SALT LAKE CITY -- Doctors say symptoms for the H1N1 virus have been steadily declining in Salt Lake County -- so why then is the vaccine still being restricted to priority groups only?
"I think they should make enough for everybody, because I'd definitely be interested in getting it," Salt Lake County resident Marlene Gonzales said. "Even being healthy, I still want to be able to get it."
Gonzales does not fit into any of the priority groups to get the vaccine and will have to wait.
Many expected the Salt Lake Valley Health Department to lift restrictions on the H1N1 vaccine at its board of health meeting Thursday morning. That did not happen, however, and little information was given as to when the general public will have access to the drug.
While other health departments around the state have been opening up the H1N1 vaccine to the general public, the Salt Lake Valley Health Department said it just doesn't have enough doses of the vaccine to do that.
"We anticipate receiving ultimately 510,000 doses. Unfortunately, we have only received about half of that do date," said Dr. Audrey Stevenson, the department's division director of Family Health Services.
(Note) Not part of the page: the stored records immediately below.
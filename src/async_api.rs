use crate::catalog::{select_variant, DirCatalog, Glyph, GlyphCatalog, SPACE};
use crate::rendering::{self, paint::Cursor, LetterPlan, RenderedLetter};
use crate::{Error, LettererConfig, RenderRequest, Result};
use futures::future::join_all;
use log::{info, warn};
use rand::rngs::StdRng;
use rand::{Rng, SeedableRng};
use std::sync::Arc;
use std::time::Instant;

/// An async letter renderer backed by a shared, read-only glyph catalog.
///
/// Each call to [`Letterer::render`] is independent: it owns its random
/// source, parameters and canvas. Within a line, variant listing and image
/// decoding for all characters run concurrently on the blocking pool; the
/// glyphs are then drawn strictly left to right.
pub struct Letterer<C: GlyphCatalog + 'static = DirCatalog> {
    catalog: Arc<C>,
    seed: Option<u64>,
}

impl<C: GlyphCatalog + 'static> Clone for Letterer<C> {
    fn clone(&self) -> Self {
        Self {
            catalog: Arc::clone(&self.catalog),
            seed: self.seed,
        }
    }
}

impl Letterer<DirCatalog> {
    /// Create a renderer over the directory catalog named in `config`.
    pub fn new(config: LettererConfig) -> Result<Self> {
        if !config.catalog_dir.is_dir() {
            return Err(Error::ConfigError(format!(
                "glyph catalog {} is not a directory",
                config.catalog_dir.display()
            )));
        }
        Ok(Self {
            catalog: Arc::new(DirCatalog::new(config.catalog_dir)),
            seed: config.seed,
        })
    }
}

impl<C: GlyphCatalog + 'static> Letterer<C> {
    pub fn with_catalog(catalog: C) -> Self {
        Self {
            catalog: Arc::new(catalog),
            seed: None,
        }
    }

    /// Seed every request's random source, making output reproducible.
    pub fn with_seed(mut self, seed: Option<u64>) -> Self {
        self.seed = seed;
        self
    }

    pub fn catalog(&self) -> &C {
        &self.catalog
    }

    /// Render a request, logging its duration and size.
    pub async fn render(&self, request: &RenderRequest) -> Result<RenderedLetter> {
        let mut rng = match self.seed {
            Some(seed) => StdRng::seed_from_u64(seed),
            None => StdRng::from_entropy(),
        };
        let res = self.render_with_rng(request, &mut rng).await;
        match &res {
            Ok(letter) => info!(
                "Image was generated! Took time: {:?}. Image size: {}x{}",
                letter.elapsed, letter.width, letter.height
            ),
            Err(e) if e.is_client_error() => warn!("Rejected letter request: {}", e),
            Err(e) => warn!("Letter rendering failed: {}", e),
        }
        res
    }

    /// Render a request with a caller-supplied random source.
    ///
    /// Consumes `rng` in the same order as [`crate::render`], so both produce
    /// identical images for identical seeds.
    pub async fn render_with_rng<R>(&self, request: &RenderRequest, rng: &mut R) -> Result<RenderedLetter>
    where
        R: Rng + Send + ?Sized,
    {
        let started = Instant::now();
        let plan = LetterPlan::new(request)?;
        let mut canvas = plan.canvas()?;
        let mut cursor = Cursor::origin();

        for line in &plan.lines {
            let glyphs = self.load_line(line, rng).await?;
            rendering::draw_line(&mut canvas, line, glyphs, &mut cursor, &plan.params, rng);
        }

        rendering::finish(&canvas, &plan, started)
    }

    async fn load_line<R>(&self, line: &str, rng: &mut R) -> Result<Vec<Option<Glyph>>>
    where
        R: Rng + Send + ?Sized,
    {
        // Collected in line order so the leftmost failure is the one reported.
        let listings = join_all(line.chars().map(|ch| self.list(ch)))
            .await
            .into_iter()
            .collect::<Result<Vec<_>>>()?;

        // Picks draw from the request's stream in line order.
        let picks = line
            .chars()
            .zip(listings)
            .map(|(ch, variants)| variants.map(|v| select_variant(ch, v, &mut *rng)).transpose())
            .collect::<Result<Vec<_>>>()?;

        join_all(picks.into_iter().map(|pick| self.load(pick)))
            .await
            .into_iter()
            .collect()
    }

    async fn list(&self, ch: char) -> Result<Option<Vec<C::Variant>>> {
        if ch == SPACE {
            return Ok(None);
        }
        let catalog = Arc::clone(&self.catalog);
        blocking(move || catalog.variants(ch)).await.map(Some)
    }

    async fn load(&self, variant: Option<C::Variant>) -> Result<Option<Glyph>> {
        let Some(variant) = variant else {
            return Ok(None);
        };
        let catalog = Arc::clone(&self.catalog);
        blocking(move || catalog.load(&variant)).await.map(Some)
    }
}

async fn blocking<T, F>(f: F) -> Result<T>
where
    F: FnOnce() -> Result<T> + Send + 'static,
    T: Send + 'static,
{
    tokio::task::spawn_blocking(f)
        .await
        .map_err(|e| Error::RenderError(format!("glyph loader task failed: {}", e)))?
}
//! Lettering pipeline: wrap, size, resolve, place, draw, encode.

pub mod layout;
pub mod paint;
pub mod raster;

use crate::catalog::{resolve, Glyph, GlyphCatalog};
use crate::params::NormalizedParameters;
use crate::wrap::{sanitize_prompt, wrap_lines};
use crate::{RenderRequest, Result};
use base64::Engine as _;
use rand::Rng;
use sha2::{Digest, Sha256};
use std::time::{Duration, Instant};

use layout::CanvasSize;
use paint::Cursor;
use raster::Canvas;

/// A finished letter image plus the metadata a caller may want to log
#[derive(Debug, Clone)]
pub struct RenderedLetter {
    pub width: u32,
    pub height: u32,
    pub line_count: usize,
    pub elapsed: Duration,
    pub png_data: Vec<u8>,
}

impl RenderedLetter {
    /// Standard base64 of the PNG bytes
    pub fn to_base64(&self) -> String {
        base64::engine::general_purpose::STANDARD.encode(&self.png_data)
    }

    /// Hex SHA-256 of the PNG bytes
    pub fn digest(&self) -> String {
        hex::encode(Sha256::digest(&self.png_data))
    }
}

/// Everything about a request that is known before any glyph is loaded
#[derive(Debug, Clone, PartialEq)]
pub struct LetterPlan {
    pub params: NormalizedParameters,
    pub lines: Vec<String>,
    pub size: CanvasSize,
    pub transparent: bool,
}

impl LetterPlan {
    pub fn new(request: &RenderRequest) -> Result<Self> {
        let params = NormalizedParameters::from_factors(&request.factors);
        let lines = wrap_lines(&sanitize_prompt(&request.prompt))?;
        let size = layout::canvas_size(&lines, params.line_spacing, params.letter_spacing);
        Ok(Self {
            params,
            lines,
            size,
            transparent: request.transparent,
        })
    }

    pub fn canvas(&self) -> Result<Canvas> {
        let (width, height) = self.size.pixels();
        Canvas::new(width, height, self.transparent)
    }
}

/// Place and draw one line of resolved glyphs, then move the cursor down.
pub fn draw_line<R: Rng + ?Sized>(
    canvas: &mut Canvas,
    line: &str,
    glyphs: Vec<Option<Glyph>>,
    cursor: &mut Cursor,
    params: &NormalizedParameters,
    rng: &mut R,
) {
    for command in paint::paint_line(line, glyphs, cursor, params, rng) {
        canvas.paint(&command);
    }
    cursor.next_line(params);
}

/// Encode a fully drawn canvas.
pub fn finish(canvas: &Canvas, plan: &LetterPlan, started: Instant) -> Result<RenderedLetter> {
    let png_data = canvas.encode_png()?;
    Ok(RenderedLetter {
        width: canvas.width(),
        height: canvas.height(),
        line_count: plan.lines.len(),
        elapsed: started.elapsed(),
        png_data,
    })
}

/// Render a request synchronously.
///
/// Per line, every glyph is resolved (variant picked and decoded) before any
/// is placed, so the random stream is consumed in the same order as by
/// [`crate::async_api::Letterer`].
pub fn render<C, R>(request: &RenderRequest, catalog: &C, rng: &mut R) -> Result<RenderedLetter>
where
    C: GlyphCatalog + ?Sized,
    R: Rng + ?Sized,
{
    let started = Instant::now();
    let plan = LetterPlan::new(request)?;
    let mut canvas = plan.canvas()?;
    let mut cursor = Cursor::origin();

    for line in &plan.lines {
        let glyphs = line
            .chars()
            .map(|ch| resolve(catalog, ch, &mut *rng))
            .collect::<Result<Vec<_>>>()?;
        draw_line(&mut canvas, line, glyphs, &mut cursor, &plan.params, rng);
    }

    finish(&canvas, &plan, started)
}

#[cfg(test)]
mod tests {
    use super::*;
    use crate::catalog::MemoryCatalog;
    use crate::params::Factors;
    use crate::rendering::paint::tests::{ConstRng, CENTERED};
    use crate::Error;
    use image::{Rgba, RgbaImage};

    fn ink() -> Glyph {
        Glyph::from_rgba(RgbaImage::from_pixel(4, 6, Rgba([0, 0, 0, 255]))).unwrap()
    }

    fn catalog(chars: &str) -> MemoryCatalog {
        chars.chars().fold(MemoryCatalog::new(), |c, ch| c.with_glyph(ch, ink()))
    }

    fn request(prompt: &str) -> RenderRequest {
        RenderRequest::new(prompt)
    }

    #[test]
    fn plan_sizes_before_drawing() {
        let plan = LetterPlan::new(&request("  HI ")).unwrap();
        assert_eq!(plan.lines, vec!["hi"]);
        assert_eq!(plan.size.pixels(), (68, 50));
    }

    #[test]
    fn renders_png_with_planned_dimensions() {
        let letter = render(&request("hi"), &catalog("hi"), &mut ConstRng(CENTERED)).unwrap();
        assert_eq!((letter.width, letter.height), (68, 50));
        assert_eq!(letter.line_count, 1);

        let decoded = image::load_from_memory(&letter.png_data).unwrap();
        assert_eq!((decoded.width(), decoded.height()), (68, 50));
    }

    #[test]
    fn glyph_lands_in_its_cell() {
        let mut req = request("a b");
        req.factors = Factors::uniform(0.0);
        let letter = render(&req, &catalog("ab"), &mut ConstRng(CENTERED)).unwrap();
        let img = image::load_from_memory(&letter.png_data).unwrap().to_rgba8();

        // Rigid layout: 'a' fills 10..30, the space cell 30..50, 'b' 50..70.
        assert_eq!(img.width(), 3 * 20 + 20);
        assert!(img.get_pixel(20, 25)[0] < 64);
        assert_eq!(img.get_pixel(40, 25)[0], 255);
        assert!(img.get_pixel(60, 25)[0] < 64);
    }

    #[test]
    fn missing_glyph_aborts_the_render() {
        let err = render(&request("ab"), &catalog("a"), &mut ConstRng(CENTERED)).unwrap_err();
        assert!(matches!(err, Error::MissingAsset { ch: 'b', code: 98 }));
    }

    #[test]
    fn too_long_prompt_fails_before_any_lookup() {
        let prompt = vec!["x".repeat(20); 41].join(" ");
        let err = render(&request(&prompt), &MemoryCatalog::new(), &mut ConstRng(CENTERED))
            .unwrap_err();
        assert!(matches!(err, Error::PromptTooLong { lines: 41, .. }));
    }

    #[test]
    fn base64_and_digest_describe_the_png() {
        let letter = render(&request("a"), &catalog("a"), &mut ConstRng(CENTERED)).unwrap();
        let decoded = base64::engine::general_purpose::STANDARD
            .decode(letter.to_base64())
            .unwrap();
        assert_eq!(decoded, letter.png_data);
        assert_eq!(letter.digest().len(), 64);
    }
}
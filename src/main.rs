use anyhow::Context;
use clap::Parser;
use handletter::{DirCatalog, LettererConfig, RenderRequest};
use log::info;
use rand::rngs::StdRng;
use rand::SeedableRng;
use std::io::{self, Read, Write};
use std::path::PathBuf;

/// Render text as a hand-lettered PNG
#[derive(Debug, Parser)]
#[command(name = "handletter", version, about)]
struct Cli {
    /// Text to render; read from stdin when omitted
    prompt: Option<String>,

    /// JSON request file (same shape as the web form); flags override it
    #[arg(long, conflicts_with = "prompt")]
    request: Option<PathBuf>,

    /// Glyph catalog directory [env: HANDLETTER_ASSETS]
    #[arg(long)]
    assets: Option<PathBuf>,

    /// Seed for reproducible output [env: HANDLETTER_SEED]
    #[arg(long)]
    seed: Option<u64>,

    /// Leave the background transparent
    #[arg(long)]
    transparent: bool,

    #[arg(long, value_name = "0..1")]
    line_spacing: Option<f64>,

    #[arg(long, value_name = "0..1")]
    letter_spacing: Option<f64>,

    #[arg(long, value_name = "0..1")]
    position_jitter: Option<f64>,

    #[arg(long, value_name = "0..1")]
    rotation_jitter: Option<f64>,

    #[arg(long, value_name = "0..1")]
    size_jitter: Option<f64>,

    /// Output file; `-` writes raw PNG bytes to stdout
    #[arg(short, long, default_value = "letter.png")]
    output: PathBuf,

    /// Print the PNG as base64 instead of writing a file
    #[arg(long)]
    base64: bool,
}

impl Cli {
    fn request(&self) -> anyhow::Result<RenderRequest> {
        let mut request = match (&self.request, &self.prompt) {
            (Some(path), _) => {
                let json = std::fs::read_to_string(path)
                    .with_context(|| format!("failed reading {}", path.display()))?;
                RenderRequest::from_json(&json)?
            }
            (None, Some(prompt)) => RenderRequest::new(prompt.clone()),
            (None, None) => {
                let mut prompt = String::new();
                io::stdin()
                    .read_to_string(&mut prompt)
                    .context("failed reading prompt from stdin")?;
                RenderRequest::new(prompt)
            }
        };

        if self.transparent {
            request.transparent = true;
        }
        let f = &mut request.factors;
        override_factor(&mut f.line_spacing_factor, self.line_spacing);
        override_factor(&mut f.letter_spacing_factor, self.letter_spacing);
        override_factor(&mut f.position_random_offset_factor, self.position_jitter);
        override_factor(&mut f.rotation_random_degree_factor, self.rotation_jitter);
        override_factor(&mut f.size_random_factor, self.size_jitter);
        Ok(request)
    }

    fn config(&self) -> anyhow::Result<LettererConfig> {
        let mut config = LettererConfig::from_env()?;
        if let Some(dir) = &self.assets {
            config.catalog_dir = dir.clone();
        }
        if self.seed.is_some() {
            config.seed = self.seed;
        }
        Ok(config)
    }
}

fn override_factor(slot: &mut Option<f64>, value: Option<f64>) {
    if value.is_some() {
        *slot = value;
    }
}

fn main() -> anyhow::Result<()> {
    env_logger::Builder::from_env(env_logger::Env::default().default_filter_or("info")).init();

    let cli = Cli::parse();
    let config = cli.config()?;
    let request = cli.request()?;

    let catalog = DirCatalog::new(&config.catalog_dir);
    let mut rng = match config.seed {
        Some(seed) => StdRng::seed_from_u64(seed),
        None => StdRng::from_entropy(),
    };

    let letter = handletter::render(&request, &catalog, &mut rng)?;
    info!(
        "Image was generated! Took time: {:?}. Image size: {}x{} ({} lines, sha256 {})",
        letter.elapsed,
        letter.width,
        letter.height,
        letter.line_count,
        letter.digest()
    );

    if cli.base64 {
        println!("{}", letter.to_base64());
    } else if cli.output.as_os_str() == "-" {
        let mut out = io::stdout().lock();
        out.write_all(&letter.png_data)?;
        out.flush()?;
    } else {
        std::fs::write(&cli.output, &letter.png_data)
            .with_context(|| format!("failed writing {}", cli.output.display()))?;
    }
    Ok(())
}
As Stevenson explained the state of H1N1 vaccine availability to board members from the health department, the question presented was: When will it be available to the general public?
"The reason we're, in Salt Lake County, still focusing on the high-risk groups is because we have not had sufficient vaccine to cover those high-risk groups," Stevenson said.
Of the estimated 509,000 Salt Lake County residents who fall into one the CDC's priority groups, only about 124,000 had received the vaccine as of Nov. 20. Until more doses are available and administered to those priority groups, the restrictions will remain in place.
"We were told initially from the CDC that the largest amounts would be coming in the first part of November, and those dates keep getting pushed back," Stevenson said.
Each week the Salt Lake Valley Health Department is receiving more and more vaccine. In fact, the amount has nearly tripled since Sept. 30. That trend is expected to continue, and as it does, the department said it would make the vaccine available to more and more doctors and pharmacies.
Stevenson said, "I think the effort is to provide the vaccine as quickly as it has been received so that people aren't holding vaccine, they are actually administering it as they get it."